This time, it was Chuck Jones' turn to sit under the ridiculously small cocktail umbrella, waiting for the anvil from the sky to land with a self-satisfying TOONK that only a master of animation of Mr. Jones' calibre would appreciate in his final moment.

If only that were the case. Apparently, he passed away from something much more mundane. Congestive heart failure, from what I am told.

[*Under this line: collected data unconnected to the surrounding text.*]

use crate::StickyDirection;

/// Mutable state of a [`crate::StickyTracker`].
///
/// This is a plain `Copy` value so adapters can snapshot it between frames and so the pure
/// [`crate::StickyTracker::transition`] can be tested without a rendering harness.
///
/// With `feature = "serde"`, this type implements `Serialize`/`Deserialize`.
#[derive(Clone, Copy, Debug, PartialEq)]
#[cfg_attr(feature = "serde", derive(serde::Serialize, serde::Deserialize))]
pub struct TrackerState {
    /// Position in the sticky index sequence of the item being displayed.
    pub current_pointer: usize,
    pub visible: bool,
    /// Set while the pinned view slides to reveal a neighbour, cleared once it settles.
    pub tentative_sliding: bool,
    pub offset: f32,
}

impl TrackerState {
    pub fn initial(direction: StickyDirection) -> Self {
        Self {
            current_pointer: 0,
            visible: direction.initially_visible(),
            tentative_sliding: false,
            offset: 0.0,
        }
    }

    /// Shows or hides the pinned view. Anything but an explicit slide clears `tentative_sliding`.
    pub(crate) fn set_visible(&mut self, visible: bool, tentative_sliding: bool) {
        self.visible = visible;
        self.tentative_sliding = tentative_sliding;
    }
}

/// Inputs that drive a tracker.
#[derive(Clone, Copy, Debug, PartialEq)]
pub enum StickyEvent<'a> {
    /// The scroll offset along the primary axis changed.
    Scroll { offset: f32 },
    /// The virtualization engine's realized window changed.
    ///
    /// Only `all` is consulted; `now`/`not_now` are carried for parity with engines that
    /// report deltas.
    VisibleIndicesChanged {
        all: &'a [usize],
        now: &'a [usize],
        not_now: &'a [usize],
    },
}
//! Headless sticky header/footer tracking for virtualized lists.
//!
//! A virtualized list only realizes the rows near the viewport, so a "sticky" section header
//! cannot simply be positioned by layout. This crate decides which sticky item is pinned to the
//! top (header) or bottom (footer) edge while the user scrolls, and computes the translation that
//! lets the next pinned item push the current one out smoothly.
//!
//! It is UI-agnostic. A TUI/GUI layer is expected to provide:
//! - the ordered list of sticky indices
//! - item rectangles along the scroll axis (via [`LayoutSource`])
//! - scroll offsets and, for footers, the viewport extent
//! - the set of realized indices whenever it changes
//!
//! and paints the returned [`StickyFrame`] itself.
#![cfg_attr(not(feature = "std"), no_std)]
#![forbid(unsafe_code)]

extern crate alloc;

#[cfg(test)]
extern crate std;

#[macro_use]
mod macros;

mod container;
mod layout;
mod options;
mod state;
mod tracker;
mod types;


pub use container::StickyContainer;
pub use layout::{LayoutSource, Layouts};
pub use options::{RowRenderer, StickyOptions};
pub use state::{StickyEvent, TrackerState};
pub use tracker::StickyTracker;
pub use types::{
    InvalidStickyDirection, ItemLayout, PinEdge, StickyDirection, StickyFrame, StickyView,
    ZeroPolicy,
};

From time immemorial (okay, from about 1978), I can remember sitting up on saturday mornings with my Brother and my Dad and, occasionally, my Mom, watching Wile E. Coyote plot various acts of revenge upon that embodiment of pure luck, the Road Runner. The one with all the blueprints -- including the one that came to life and karangued Wile E. upside the head with a blue-printed rock -- is probably the one most vivid in my memory. Other treats, such as Marvin the Martian disintegrating Daffy Duck with a casual ZORCH! from his portable disintegration ray, or the episode in which Daffy Duck is shown being animated (by, as it turns out, Bugs Bunny), became instant hits with my own off-beat sense of humour.

The one which hit my funny bone most recently depicted Sylvester trying, of course, to get Tweety from his cage without getting hopelessly mauled by this ocean of bulldogs. Sylvester's final solution was to paint a white stripe down his back in the hopes of quelling the onslaught -- which it did, only to produce a last-minute cameo appearance by Pépé Le Pew, who has now decided upon the silent -- and apparently skunk-like -- Sylvester as a lust object just before Sylvester can grab the pesky canary. The timing was brilliant, as usual.

All this is to say nothing, of course, of his longer animation achievements, Dr. Seuss' How The Grinch Stole Christmas, Rikki-Tikki-Tavi and Gay Purr-ee, the last a full-length feature having been produced in tandem with his wife, Dorothy. There may well be others I have missed.

Chuck Jones and Michael Maltese made the perfect Supervisor/Animator team. Between them there must be at least a score of cartoons to their credit, and there's not a dog in the bunch (outside of the one that keeps popping up and thrashing the tar out of Sylvester, poor hapless feline). Very few people have the gift of timing of being able to affect the public at large so poignantly for such a long period of time.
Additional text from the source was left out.